Au cinéma, il est surtout connu pour avoir débuté sa carrière de
cinéaste avec le culte et très gore Re-Animator.
Alors que son œuvre toute entière est émaillée de longs-métrages
aux propos souvent fantastiques et surnaturels, Stuart Gordon a prix
pour habitude dès l'année 2003 d'aborder des sujets de fond
beaucoup plus proches de nous. Ses personnages devenant ainsi les
témoins d'une société ravagée et dominée par le sexe, l'argent
et la criminalité. Il invente notamment une nouvelle forme de héros
qui ont tous en commun d'être d'une grande naïveté et sont tous
insuffisamment préparés à leur nouvelle existence. Après le petit
peintre en bâtiment Sean Crawley de King of the
Ants
et avant l'infirmière Brandi et le sdf Tom de Stuck,
Edmond s'ouvre à des perspectives d'avenir dont il perdra le
contrôle. Ce futur qu'il espère radieux et qui l'enverra en prison.
Edmond
forme avec les deux autres, une trilogie déprimante vouant un culte
aux miséreux. Stuart Gordon leur rend hommage en leur consacrant une
œuvre désespérée, nihiliste et mortifère. Là encore, il laisse
tourner sa caméra dans des artères rendues à une faune
hétéroclite ne se réveillant qu'une fois le soleil couché.
C'est
sans concession que le cinéaste choisit de pénétrer un monde
manquant cruellement d'optimisme, dans lequel chacun cherche à tirer
profit de l'autre. Edmond dresse
le portrait d'une Amérique corrompue par l'argent. Qu'il s'agisse de
la prostituée, de la serveuse ou de l'étrange maquereau flairant le
bon coup, tous régissent leur existence sur le mode du billet vert.

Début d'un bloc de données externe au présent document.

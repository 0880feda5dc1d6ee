/// Album like aggregate
use serde::{Deserialize, Serialize};

/// Number of likes for an album and where the number came from
#[derive(Debug, Clone, Copy, PartialEq, Eq, Serialize, Deserialize)]
#[serde(rename_all = "camelCase")]
pub struct LikesCount {
    /// Count of like records for the album
    pub count: u64,
    /// Whether the value was served from the cache
    pub from_cache: bool,
}

impl LikesCount {
    /// Value served from the cache
    pub fn cached(count: u64) -> Self {
        Self {
            count,
            from_cache: true,
        }
    }

    /// Value computed from the store
    pub fn computed(count: u64) -> Self {
        Self {
            count,
            from_cache: false,
        }
    }
}
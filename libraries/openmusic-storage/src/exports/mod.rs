//! Playlist snapshots for the export worker

use crate::{catalog, playlists};
use openmusic_core::{error::Result, types::*};
use sqlx::{Row, SqlitePool};

/// Load the current state of a playlist for export
///
/// Returns `None` when the playlist has been deleted since the job was queued.
pub async fn load_snapshot(pool: &SqlitePool, playlist_id: &PlaylistId) -> Result<Option<PlaylistExport>> {
    let header = sqlx::query("SELECT id, name FROM playlists WHERE id = ?")
        .bind(playlist_id)
        .fetch_optional(pool)
        .await?;

    let Some(header) = header else {
        return Ok(None);
    };

    let songs = playlists::get_songs(pool, playlist_id).await?;

    Ok(Some(PlaylistExport {
        playlist: ExportedPlaylist {
            id: header.get("id"),
            name: header.get("name"),
            songs,
        },
    }))
}

/// Resolve who receives an export: the explicit target or the requester's email
pub async fn resolve_recipient(pool: &SqlitePool, job: &ExportJob) -> Result<Option<String>> {
    match &job.target_email {
        Some(email) => Ok(Some(email.clone())),
        None => catalog::user_email(pool, &job.requester_id).await,
    }
}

Avec un certain cynisme, Stuart Gordon provoque le clash entre son
héros et l'une des rares femmes ayant encore conservé son intégrité
morale en la tuant de plusieurs coups de couteau. Derrière la
noirceur du propos, le réalisateur continue à mettre en place des
séquences hautement improbables comme pour désamorcer les passages
les plus délicats. C'est ainsi que bien qu'étant un excellent
acteur, le personnage qu'incarne William H. Macy apparaît parfois
lors de scènes totalement absurdes.
La
naïveté du héros est telle que parfois, on a du mal à y croire
vraiment. L'individu qu'il forge tout au long du film est à ce point
hors du contexte qu'il frise le ridicule. Edmond
n'en demeure pas moins une œuvre choc, qui en dehors de quelques
passages pas vraiment convaincants marque par son pessimlsme
permanent. En l'espace de moins d'une heure trente, Stuart Gordon
offre à son principal personnage l'occasion d'un véritable chemin
de croix où Dieu et la religion ne sont jamais très loin. Aux côtés
de William H. Macy nous retrouvons l'actrice Mena Suvari dans le rôle
de la prostituée et Russel Hornsby dans celui de Shill, on
retrouvera d'ailleurs ces deux interprètes deux ans plus tard dans
le rôle du couple formé à l'occasion de Stuck.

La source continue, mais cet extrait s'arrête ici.